Prompt —
Once you reach the line that holds "at >= from && to.map_or(true, |t| at < t)" in the listing below, output it and every line after it through the line that holds "let a_ends_after_b_starts = a_to.map_or(true, |t|", word for word.

========

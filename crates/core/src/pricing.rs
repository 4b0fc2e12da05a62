//! Pricing window math and deterministic cost computation.
//!
//! Prices are per 1K tokens in integer cents, scoped to half-open
//! `[effective_from, effective_to)` windows per (provider, model, currency)
//! tuple. All arithmetic is integer-only so a historical charge can be
//! recomputed bit-exactly for audit or dispute resolution.

use serde::{Deserialize, Serialize};

use crate::types::{DbId, Timestamp};

// ---------------------------------------------------------------------------
// Unit price
// ---------------------------------------------------------------------------

/// Per-1K-token price pair resolved for a (provider, model, currency) tuple.
#[derive(Debug, Clone, Copy, PartialEq, Eq, Serialize, Deserialize)]
pub struct UnitPrice {
    pub input_per_1k_cents: i64,
    pub output_per_1k_cents: i64,
}

/// Compute the fiat cost in integer cents for a token usage pair.
///
/// `cost = round(tokens_in/1000 * input + tokens_out/1000 * output)`,
/// rounding half-up. The intermediate sum is kept in millicents so the
/// rounding happens exactly once, on the total.
pub fn cost_cents(tokens_in: i64, tokens_out: i64, price: UnitPrice) -> i64 {
    let millicents =
        tokens_in * price.input_per_1k_cents + tokens_out * price.output_per_1k_cents;
    (millicents + 500) / 1000
}

// ---------------------------------------------------------------------------
// Window math
// ---------------------------------------------------------------------------

/// Whether the half-open window `[from, to)` contains `at`.
/// `to = None` means open-ended.
pub fn window_contains(from: Timestamp, to: Option<Timestamp>, at: Timestamp) -> bool {
    at >= from && to.map_or(true, |t| at < t)
}

/// Whether two half-open windows overlap. Adjacent windows (one ends
/// exactly where the other starts) do not.
pub fn windows_overlap(
    a_from: Timestamp,
    a_to: Option<Timestamp>,
    b_from: Timestamp,
    b_to: Option<Timestamp>,
) -> bool {
    let a_ends_after_b_starts = a_to.map_or(true, |t| t > b_from);
    let b_ends_after_a_starts = b_to.map_or(true, |t| t > a_from);
    a_ends_after_b_starts && b_ends_after_a_starts
}

// ---------------------------------------------------------------------------
// Errors
// ---------------------------------------------------------------------------

/// Typed failure modes of pricing resolution and administration.
#[derive(Debug, thiserror::Error)]
pub enum PricingError {
    /// No entry's window contains the requested instant. The caller must
    /// refuse to bill rather than guess a price.
    #[error("No price for {provider}/{model} in {currency} at {at}")]
    NoPriceForWindow {
        provider: String,
        model: String,
        currency: String,
        at: Timestamp,
    },

    /// The candidate window overlaps a committed entry for the same tuple.
    #[error("Pricing window overlaps existing entry {conflicting_id}")]
    OverlappingWindow { conflicting_id: DbId },

    #[error("Invalid pricing window: {0}")]
    InvalidWindow(String),

    #[error("Pricing storage unavailable: {0}")]
    Unavailable(String),
}

// ---------------------------------------------------------------------------
// Tests
// ---------------------------------------------------------------------------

========

Response to this task —
    at >= from && to.map_or(true, |t| at < t)
}

/// Whether two half-open windows overlap. Adjacent windows (one ends
/// exactly where the other starts) do not.
pub fn windows_overlap(
    a_from: Timestamp,
    a_to: Option<Timestamp>,
    b_from: Timestamp,
    b_to: Option<Timestamp>,
) -> bool {
    let a_ends_after_b_starts = a_to.map_or(true, |t| t > b_from);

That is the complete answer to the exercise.